====== Provided data
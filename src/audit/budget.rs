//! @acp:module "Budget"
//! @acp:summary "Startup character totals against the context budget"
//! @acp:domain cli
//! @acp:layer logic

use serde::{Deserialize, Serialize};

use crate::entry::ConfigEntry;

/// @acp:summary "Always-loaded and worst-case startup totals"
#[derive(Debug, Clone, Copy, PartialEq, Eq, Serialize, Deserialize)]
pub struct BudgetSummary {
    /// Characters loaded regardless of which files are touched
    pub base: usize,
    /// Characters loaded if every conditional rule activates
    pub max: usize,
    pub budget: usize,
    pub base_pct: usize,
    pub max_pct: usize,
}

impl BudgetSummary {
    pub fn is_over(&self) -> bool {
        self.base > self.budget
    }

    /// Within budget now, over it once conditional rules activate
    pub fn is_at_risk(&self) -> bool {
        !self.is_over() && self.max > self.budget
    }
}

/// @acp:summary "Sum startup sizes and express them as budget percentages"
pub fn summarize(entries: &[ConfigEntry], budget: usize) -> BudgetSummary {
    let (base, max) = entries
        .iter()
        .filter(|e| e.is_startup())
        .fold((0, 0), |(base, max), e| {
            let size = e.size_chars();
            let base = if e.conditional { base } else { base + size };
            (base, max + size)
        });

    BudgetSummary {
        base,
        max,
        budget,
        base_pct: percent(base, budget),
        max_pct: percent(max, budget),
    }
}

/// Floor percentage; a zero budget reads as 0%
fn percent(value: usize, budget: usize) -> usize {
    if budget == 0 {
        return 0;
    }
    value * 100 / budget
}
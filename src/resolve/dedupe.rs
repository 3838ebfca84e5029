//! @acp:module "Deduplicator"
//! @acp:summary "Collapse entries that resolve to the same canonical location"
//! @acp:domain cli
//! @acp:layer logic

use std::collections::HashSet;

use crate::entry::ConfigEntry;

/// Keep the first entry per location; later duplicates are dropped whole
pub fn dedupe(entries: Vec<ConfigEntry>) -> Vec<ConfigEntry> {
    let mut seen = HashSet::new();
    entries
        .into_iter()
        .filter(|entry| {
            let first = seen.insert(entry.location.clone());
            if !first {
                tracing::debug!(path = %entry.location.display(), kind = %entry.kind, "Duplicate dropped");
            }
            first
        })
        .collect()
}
============
Assignment
Print the listing in full, exactly as given.

Solution for this problem
filename src/audit/budget.rs
//! @acp:module "Budget"
//! @acp:summary "Startup character totals against the context budget"
//! @acp:domain cli
//! @acp:layer logic

use serde::{Deserialize, Serialize};

use crate::entry::ConfigEntry;

/// @acp:summary "Always-loaded and worst-case startup totals"
#[derive(Debug, Clone, Copy, PartialEq, Eq, Serialize, Deserialize)]
pub struct BudgetSummary {
    /// Characters loaded regardless of which files are touched
    pub base: usize,
    /// Characters loaded if every conditional rule activates
    pub max: usize,
    pub budget: usize,
    pub base_pct: usize,
    pub max_pct: usize,
}

impl BudgetSummary {
    pub fn is_over(&self) -> bool {
        self.base > self.budget
    }

    /// Within budget now, over it once conditional rules activate
    pub fn is_at_risk(&self) -> bool {
        !self.is_over() && self.max > self.budget
    }
}

/// @acp:summary "Sum startup sizes and express them as budget percentages"
pub fn summarize(entries: &[ConfigEntry], budget: usize) -> BudgetSummary {
    let (base, max) = entries
        .iter()
        .filter(|e| e.is_startup())
        .fold((0, 0), |(base, max), e| {
            let size = e.size_chars();
            let base = if e.conditional { base } else { base + size };
            (base, max + size)
        });

    BudgetSummary {
        base,
        max,
        budget,
        base_pct: percent(base, budget),
        max_pct: percent(max, budget),
    }
}

/// Floor percentage; a zero budget reads as 0%
fn percent(value: usize, budget: usize) -> usize {
    if budget == 0 {
        return 0;
    }
    value * 100 / budget
}
filename src/resolve/dedupe.rs
repository 3838ebfca84e5029
//! @acp:module "Deduplicator"
//! @acp:summary "Collapse entries that resolve to the same canonical location"
//! @acp:domain cli
//! @acp:layer logic

use std::collections::HashSet;

use crate::entry::ConfigEntry;

/// Keep the first entry per location; later duplicates are dropped whole
pub fn dedupe(entries: Vec<ConfigEntry>) -> Vec<ConfigEntry> {
    let mut seen = HashSet::new();
    entries
        .into_iter()
        .filter(|entry| {
            let first = seen.insert(entry.location.clone());
            if !first {
                tracing::debug!(path = %entry.location.display(), kind = %entry.kind, "Duplicate dropped");
            }
            first
        })
        .collect()
}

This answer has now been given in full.